Brown doesn’t mention the “law of attraction” in The Lost Symbol but draws on noetic theory — which he calls noetic “science” — a realm of metaphysics that deals with forms of consciousness typically ignored by mainstream science. And the characters in the novel often sound like Byrne. The plot involves efforts by Harvard professor Robert Langdon to find the wealthy Peter Solomon, a kidnapped Washington, D.C., Mason who speaks of “secrets that transcend your wildest imagination.”
But no one sounds more like Byrne than Peter’s sister, Katherine, who plays Lois Lane to Langdon’s Clark Kent. Brown says that Katherine’s research had proved “that ‘focused thought’ could affect literally anything” — the growth rate of plants, the direction in which fish swam. “Katherine had created beautifully symmetrical ice crystals by sending loving thoughts to a glass of water as it froze.” Katherine agrees. “I have witnessed people transform cancer cells into healthy cells simply by thinking about them,” she says. And: “Our brains, if used correctly, can call forth powers that are quite literally superhuman.” Langdon realizes as he listens to Katherine: “Human thought can literally transform the world.”
All of this has at least one problem that The Secret does: The writing might make you think warmly of Jacqueline Susann, Harold Robbins and all other writers who, bad as they were, at least didn’t italicize every passage written in the free indirect style. Brown says of the man who has kidnapped Peter Solomon and chopped off his hand:
“His hips and abdomen were the archways of mystical power. Hanging beneath the archway [sic], his massive sex organ bore the tattooed symbols of his destiny. In another life, this heavy shaft had been his source of carnal pleasure. But no longer.”
Let’s leave aside that the first sentence in that passage says there were two “archways” and second says that there was one.

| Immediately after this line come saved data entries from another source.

//! Application state and router assembly.

use axum::http::HeaderValue;
use axum::{
    middleware,
    routing::{get, post},
    Router,
};
use sqlx::PgPool;
use std::sync::Arc;
use std::time::Duration;
use tower_http::{
    compression::CompressionLayer,
    cors::{Any, CorsLayer},
    timeout::TimeoutLayer,
    trace::TraceLayer,
};

use crate::commands::CommandEngine;
use crate::config::Config;
use crate::hub::LiveHub;
use crate::middleware::{metrics_handler, metrics_middleware};
use crate::pipeline::PositionPipeline;
use crate::routes::{commands, devices, events, geofences, health, osmand, positions};
use crate::services::GeofenceSync;
use crate::ws;
use domain::services::{CommandStore, DeviceStore, EventStore, PositionStore};

/// Shared state behind every handler.
#[derive(Clone)]
pub struct AppState {
    pub config: Arc<Config>,
    /// Present in production; absent when the surface runs against
    /// in-memory stores.
    pub pool: Option<PgPool>,
    pub positions: Arc<dyn PositionStore>,
    pub events: Arc<dyn EventStore>,
    pub devices: Arc<dyn DeviceStore>,
    pub commands: Arc<dyn CommandStore>,
    pub hub: LiveHub,
    pub engine: CommandEngine,
    pub geofence_sync: GeofenceSync,
    pub pipeline: Arc<PositionPipeline>,
}

/// Builds the operator-facing application: REST surface, WebSocket and
/// observability endpoints.
pub fn create_app(state: AppState) -> Router {
    let cors = cors_layer(&state.config);
    let request_timeout = Duration::from_secs(state.config.server.request_timeout_secs);

    let api = Router::new()
        .route("/positions/latest", get(positions::latest))
        .route("/positions/history", get(positions::history))
        .route("/events", get(events::list))
        .route("/commands", post(commands::submit).get(commands::list))
        .route("/commands/:id/cancel", post(commands::cancel))
        .route("/commands/:id/retry", post(commands::retry))
        .route("/geofences/reload", post(geofences::reload))
        .route("/devices", get(devices::list))
        .route("/devices/:id/accumulators", post(devices::update_accumulators));

    Router::new()
        .nest("/api", api)
        .route("/ws/:user_id", get(ws::ws_handler))
        .route("/health", get(health::health_check))
        .route("/metrics", get(metrics_handler))
        .layer(middleware::from_fn(metrics_middleware))
        .layer(TraceLayer::new_for_http())
        .layer(TimeoutLayer::new(request_timeout))
        .layer(CompressionLayer::new())
        .layer(cors)
        .with_state(state)
}

/// Builds the OsmAnd ingestion application, served on the protocol's own
/// port.
pub fn create_osmand_app(state: AppState) -> Router {
    Router::new()
        .route("/", get(osmand::ingest).post(osmand::ingest))
        .layer(TraceLayer::new_for_http())
        .with_state(state)
}

fn cors_layer(config: &Config) -> CorsLayer {
    if config.security.allowed_hosts.is_empty() {
        CorsLayer::new()
            .allow_origin(Any)
            .allow_methods(Any)
            .allow_headers(Any)
    } else {
        let origins: Vec<HeaderValue> = config
            .security
            .allowed_hosts
            .iter()
            .filter_map(|origin| origin.parse().ok())
            .collect();
        CorsLayer::new()
            .allow_origin(origins)
            .allow_methods(Any)
            .allow_headers(Any)
    }
}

Let’s also ignore that unless the man had no scrotum, more than one sex organ was hanging beneath his “archways of mystical power.” And let’s overlook that this passage is as purple as – well, do you need to be told? Apart from all of it, the mention of that “heavy shaft” is one of those “gratuitous” sexual details that actually is gratuitous instead of just offensive to some tastes: The size of that “massive sex organ” has nothing to do with the plot. The man never uses for its intended purposes, and if it had once been his “source of carnal pleasure,” it would also have been his “source of carnal pleasure” if it had been smaller.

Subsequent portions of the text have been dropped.